ScaleEngine stream publisher authentication allows users to restrict who can publish to their streams, by requiring username and passwords for every publish connection. This is provided by a username and password embedded in the encoder connection URL.

These controls are available in the control panel, or programatically through our API.

Stream Publisher Authentication API documentation .

Etymology of a ScaleEngine URL

Example encoder URL for an account named "example"

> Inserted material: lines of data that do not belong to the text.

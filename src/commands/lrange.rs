use std::collections::VecDeque;

use crate::{
    commands::{
        command_error::CommandError,
        command_handler::CommandResult,
        command_utils::{encode_strings, parse_integer, read_list},
    },
    executor::{ServerState, Session},
};

/// Represents the parsed arguments for the LRANGE command.
pub struct LrangeArguments {
    /// The key name to retrieve from the store
    key: String,
    /// The starting index for the range (can be negative to count from the end)
    start_index: i64,
    /// The ending index for the range, inclusive (can be negative to count from the end)
    end_index: i64,
}

impl LrangeArguments {
    /// Parses `key start stop`.
    ///
    /// # Returns
    ///
    /// * `Ok(LrangeArguments)` - If the arguments are valid
    /// * `Err(CommandError::WrongNumberOfArguments)` - If the number of arguments is not exactly 3
    /// * `Err(CommandError::NotAnInteger)` - If start or end index is not a valid integer
    pub fn parse(arguments: Vec<String>) -> Result<Self, CommandError> {
        let [key, start, end] = arguments.as_slice() else {
            return Err(CommandError::WrongNumberOfArguments("lrange".to_string()));
        };

        Ok(Self {
            key: key.clone(),
            start_index: parse_integer(start)?,
            end_index: parse_integer(end)?,
        })
    }
}

/// Handles the LRANGE command.
///
/// Returns a range of elements from a list stored at the given key.
/// Both start and end indices can be negative to count from the end of the list.
/// A missing key or a range outside the list gives an empty array.
///
/// # Returns
///
/// * RESP array with the requested elements
/// * `Err(CommandError::WrongType)` - If the key holds a string
pub fn lrange(
    server: &mut ServerState,
    session: &mut Session,
    arguments: Vec<String>,
) -> Result<CommandResult, CommandError> {
    let lrange_arguments = LrangeArguments::parse(arguments)?;
    let partition = server.partition(session.db_index)?;

    let Some(list) = read_list(partition, &lrange_arguments.key)? else {
        return Ok(CommandResult::Response(encode_strings(Vec::new())));
    };

    let range = match validate_range_indexes(
        list,
        lrange_arguments.start_index,
        lrange_arguments.end_index,
    ) {
        Ok((start, end)) => list.range(start..=end).cloned().collect(),
        Err(_) => Vec::new(),
    };

    Ok(CommandResult::Response(encode_strings(range)))
}

/// Validates and normalizes range indices for list operations.
///
/// Converts negative indices to positive equivalents and clamps the range to
/// the list. Negative indices count from the end of the list (-1 is the last
/// element).
///
/// ```text
/// // For a list of length 5:
/// // validate_range_indexes(&list, 0, 2) -> Ok((0, 2))
/// // validate_range_indexes(&list, -2, -1) -> Ok((3, 4))
/// // validate_range_indexes(&list, 5, 10) -> Err("Start index is out of bounds")
/// ```
fn validate_range_indexes(
    list: &VecDeque<String>,
    start_index: i64,
    end_index: i64,
) -> Result<(usize, usize), &'static str> {
    let len = list.len() as i64;

    if len == 0 {
        return Err("List is empty");
    }

    let start = if start_index < 0 {
        len + start_index
    } else {
        start_index
    }
    .max(0);

    let end = if end_index < 0 {
        len + end_index
    } else {
        end_index
    }
    .min(len - 1);

    if start >= len {
        return Err("Start index is out of bounds");
    }

    if start > end {
        return Err("Start index is bigger than end index after processing");
    }

    Ok((start as usize, end as usize))
}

protocol |   origin hostname       | application | inst |       URL parameters
    rtmp://example-origin.secdn.net/example-origin/live?user=alice&pass=$2a$10$6DZSJE1bMCVuXdwL2PinBe.lt02euSal3uyQ6urQ7en6JkZXsKYvS

Encoder connection URLs are provided in 2 parts, with the stream name separated. Most encoders want the stream name separate, although they may call it a "stream key" or a "stream ID". Other encoders that want only one part, will want you to add the stream name to the end of the URL, separated by a forward slash (/).

Example of an encoder connection URL for an encoder that expects only one field: (for a stream named "streamname")

rtmp://example-origin.secdn.net/example-origin/live?user=alice&pass=$2a$10$6DZSJE1bMCVuXdwL2PinBe.lt02euSal3uyQ6urQ7en6JkZXsKYvS/streamname

The URL parameters are separated by an ampersand (&). In the example, you can see we have 2 parameters:

  • user=alice
  • pass=$2a$10$6DZSJE1bMCVuXdwL2PinBe.lt02euSal3uyQ6urQ7en6JkZXsKYvS

Those are the parameters for connecting to the stream. If those parameters are not present, the connection will be rejected.

These settings can be updated on the stream management page. The URL you are given contains the hashed version of the password you enter. If your encoder has a length restriction, doesn't allow pasting URLs, or won't accept the "$" character, you can use the plaintext of the password instead:

rtmp://example-origin.secdn.net/example-origin/live?user=alice&pass=password

Note that on the stream management page, only the hashed version of the password is available, if you require the plaintext version and have forgotten it, you will need to update the settings with a new password.

If you have an encoder that does not accept special characters, you can disable authentication altogether.

With authentication disabled you still must create the stream name and provide this name as usual. Attempting to connect with the wrong stream name will not work.